YOUR INSTRUCTIONS =
In the entries below, find the line containing "filename src/ddl/table.rs" and the line containing "self.not_null = true;". Copy those two lines and everything between them exactly, and only that.

ENTRIES SHOWN =

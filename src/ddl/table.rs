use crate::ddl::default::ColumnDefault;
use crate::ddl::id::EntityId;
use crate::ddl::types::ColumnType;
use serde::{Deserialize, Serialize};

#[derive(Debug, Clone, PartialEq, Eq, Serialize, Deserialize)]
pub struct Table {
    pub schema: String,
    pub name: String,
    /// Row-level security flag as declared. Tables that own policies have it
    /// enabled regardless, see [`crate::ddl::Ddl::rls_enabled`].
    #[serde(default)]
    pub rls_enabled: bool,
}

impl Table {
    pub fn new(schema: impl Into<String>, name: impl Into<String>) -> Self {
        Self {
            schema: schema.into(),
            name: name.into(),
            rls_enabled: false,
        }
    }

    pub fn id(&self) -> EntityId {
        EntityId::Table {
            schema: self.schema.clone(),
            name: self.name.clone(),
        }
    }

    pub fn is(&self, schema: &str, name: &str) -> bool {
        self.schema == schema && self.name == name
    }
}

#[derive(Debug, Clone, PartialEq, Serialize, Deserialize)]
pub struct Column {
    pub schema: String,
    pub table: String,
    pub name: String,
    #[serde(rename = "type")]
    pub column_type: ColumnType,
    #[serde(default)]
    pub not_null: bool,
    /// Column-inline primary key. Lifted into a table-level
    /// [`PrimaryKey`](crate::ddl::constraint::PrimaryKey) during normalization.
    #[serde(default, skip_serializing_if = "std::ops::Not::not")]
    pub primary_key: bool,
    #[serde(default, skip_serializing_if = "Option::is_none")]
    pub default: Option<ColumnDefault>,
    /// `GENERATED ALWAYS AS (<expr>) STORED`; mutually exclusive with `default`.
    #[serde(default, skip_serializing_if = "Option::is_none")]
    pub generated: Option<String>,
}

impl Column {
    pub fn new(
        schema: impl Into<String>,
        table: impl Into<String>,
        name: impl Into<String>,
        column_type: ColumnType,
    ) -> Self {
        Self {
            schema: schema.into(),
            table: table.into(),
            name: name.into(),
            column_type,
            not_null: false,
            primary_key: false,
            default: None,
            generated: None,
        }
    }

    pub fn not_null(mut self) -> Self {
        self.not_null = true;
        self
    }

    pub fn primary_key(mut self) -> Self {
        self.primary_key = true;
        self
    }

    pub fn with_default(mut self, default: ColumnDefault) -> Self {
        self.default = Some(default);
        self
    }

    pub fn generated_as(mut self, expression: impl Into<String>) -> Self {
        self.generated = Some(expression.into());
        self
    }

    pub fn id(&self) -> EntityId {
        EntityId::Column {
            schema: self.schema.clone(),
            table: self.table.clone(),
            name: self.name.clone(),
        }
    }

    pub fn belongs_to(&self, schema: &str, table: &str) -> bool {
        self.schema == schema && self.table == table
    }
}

--

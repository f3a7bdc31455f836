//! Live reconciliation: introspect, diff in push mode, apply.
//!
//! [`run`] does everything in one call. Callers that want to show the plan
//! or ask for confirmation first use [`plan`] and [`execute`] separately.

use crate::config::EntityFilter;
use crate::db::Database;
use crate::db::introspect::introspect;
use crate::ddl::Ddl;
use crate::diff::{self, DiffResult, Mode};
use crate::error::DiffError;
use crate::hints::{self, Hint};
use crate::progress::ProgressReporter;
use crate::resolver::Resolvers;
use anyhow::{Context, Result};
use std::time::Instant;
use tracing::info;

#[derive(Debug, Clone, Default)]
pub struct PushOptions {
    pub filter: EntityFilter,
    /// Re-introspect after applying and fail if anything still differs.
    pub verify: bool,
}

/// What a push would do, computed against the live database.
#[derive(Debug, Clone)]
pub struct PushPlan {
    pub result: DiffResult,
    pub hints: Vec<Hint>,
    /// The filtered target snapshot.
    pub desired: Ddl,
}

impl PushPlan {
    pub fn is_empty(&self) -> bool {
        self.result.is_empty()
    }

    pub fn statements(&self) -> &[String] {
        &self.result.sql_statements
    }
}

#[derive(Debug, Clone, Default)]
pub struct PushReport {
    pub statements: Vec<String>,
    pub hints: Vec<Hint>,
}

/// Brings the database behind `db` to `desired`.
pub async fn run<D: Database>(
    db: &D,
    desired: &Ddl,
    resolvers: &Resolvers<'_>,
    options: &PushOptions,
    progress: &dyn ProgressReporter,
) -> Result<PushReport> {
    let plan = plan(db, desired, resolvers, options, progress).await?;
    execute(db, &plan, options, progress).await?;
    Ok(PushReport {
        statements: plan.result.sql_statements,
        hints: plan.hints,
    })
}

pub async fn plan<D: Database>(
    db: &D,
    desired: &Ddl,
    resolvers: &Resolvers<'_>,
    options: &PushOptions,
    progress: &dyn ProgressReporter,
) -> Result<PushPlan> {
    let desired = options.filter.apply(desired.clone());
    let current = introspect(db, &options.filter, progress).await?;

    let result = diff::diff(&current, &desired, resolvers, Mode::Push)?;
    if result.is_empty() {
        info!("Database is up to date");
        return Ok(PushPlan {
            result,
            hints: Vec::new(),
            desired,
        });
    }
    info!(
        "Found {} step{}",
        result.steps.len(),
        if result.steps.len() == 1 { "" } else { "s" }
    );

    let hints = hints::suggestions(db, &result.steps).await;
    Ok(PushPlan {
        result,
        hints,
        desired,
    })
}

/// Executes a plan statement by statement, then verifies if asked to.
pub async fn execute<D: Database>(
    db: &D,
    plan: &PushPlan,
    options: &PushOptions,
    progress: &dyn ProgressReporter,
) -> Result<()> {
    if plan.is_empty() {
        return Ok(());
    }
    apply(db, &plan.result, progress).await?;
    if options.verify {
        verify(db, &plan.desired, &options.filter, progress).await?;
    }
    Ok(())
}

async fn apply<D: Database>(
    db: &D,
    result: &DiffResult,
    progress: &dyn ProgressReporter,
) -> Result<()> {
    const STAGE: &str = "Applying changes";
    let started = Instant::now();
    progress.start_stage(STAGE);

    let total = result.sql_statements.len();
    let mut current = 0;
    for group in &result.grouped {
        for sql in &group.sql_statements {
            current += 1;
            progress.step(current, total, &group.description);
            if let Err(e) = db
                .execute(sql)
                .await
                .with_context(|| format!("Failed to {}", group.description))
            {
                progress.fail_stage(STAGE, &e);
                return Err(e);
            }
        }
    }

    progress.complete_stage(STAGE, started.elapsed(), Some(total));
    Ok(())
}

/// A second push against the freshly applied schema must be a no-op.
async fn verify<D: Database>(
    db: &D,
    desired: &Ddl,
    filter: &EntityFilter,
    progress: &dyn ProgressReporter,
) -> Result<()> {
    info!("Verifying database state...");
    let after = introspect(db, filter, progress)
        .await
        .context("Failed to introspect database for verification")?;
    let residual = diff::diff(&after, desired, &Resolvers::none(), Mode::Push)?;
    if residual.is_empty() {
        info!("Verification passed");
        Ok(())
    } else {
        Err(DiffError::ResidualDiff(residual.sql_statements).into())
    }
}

WRITTEN SOLUTION =
filename src/ddl/table.rs
use crate::ddl::default::ColumnDefault;
use crate::ddl::id::EntityId;
use crate::ddl::types::ColumnType;
use serde::{Deserialize, Serialize};

#[derive(Debug, Clone, PartialEq, Eq, Serialize, Deserialize)]
pub struct Table {
    pub schema: String,
    pub name: String,
    /// Row-level security flag as declared. Tables that own policies have it
    /// enabled regardless, see [`crate::ddl::Ddl::rls_enabled`].
    #[serde(default)]
    pub rls_enabled: bool,
}

impl Table {
    pub fn new(schema: impl Into<String>, name: impl Into<String>) -> Self {
        Self {
            schema: schema.into(),
            name: name.into(),
            rls_enabled: false,
        }
    }

    pub fn id(&self) -> EntityId {
        EntityId::Table {
            schema: self.schema.clone(),
            name: self.name.clone(),
        }
    }

    pub fn is(&self, schema: &str, name: &str) -> bool {
        self.schema == schema && self.name == name
    }
}

#[derive(Debug, Clone, PartialEq, Serialize, Deserialize)]
pub struct Column {
    pub schema: String,
    pub table: String,
    pub name: String,
    #[serde(rename = "type")]
    pub column_type: ColumnType,
    #[serde(default)]
    pub not_null: bool,
    /// Column-inline primary key. Lifted into a table-level
    /// [`PrimaryKey`](crate::ddl::constraint::PrimaryKey) during normalization.
    #[serde(default, skip_serializing_if = "std::ops::Not::not")]
    pub primary_key: bool,
    #[serde(default, skip_serializing_if = "Option::is_none")]
    pub default: Option<ColumnDefault>,
    /// `GENERATED ALWAYS AS (<expr>) STORED`; mutually exclusive with `default`.
    #[serde(default, skip_serializing_if = "Option::is_none")]
    pub generated: Option<String>,
}

impl Column {
    pub fn new(
        schema: impl Into<String>,
        table: impl Into<String>,
        name: impl Into<String>,
        column_type: ColumnType,
    ) -> Self {
        Self {
            schema: schema.into(),
            table: table.into(),
            name: name.into(),
            column_type,
            not_null: false,
            primary_key: false,
            default: None,
            generated: None,
        }
    }

    pub fn not_null(mut self) -> Self {
        self.not_null = true;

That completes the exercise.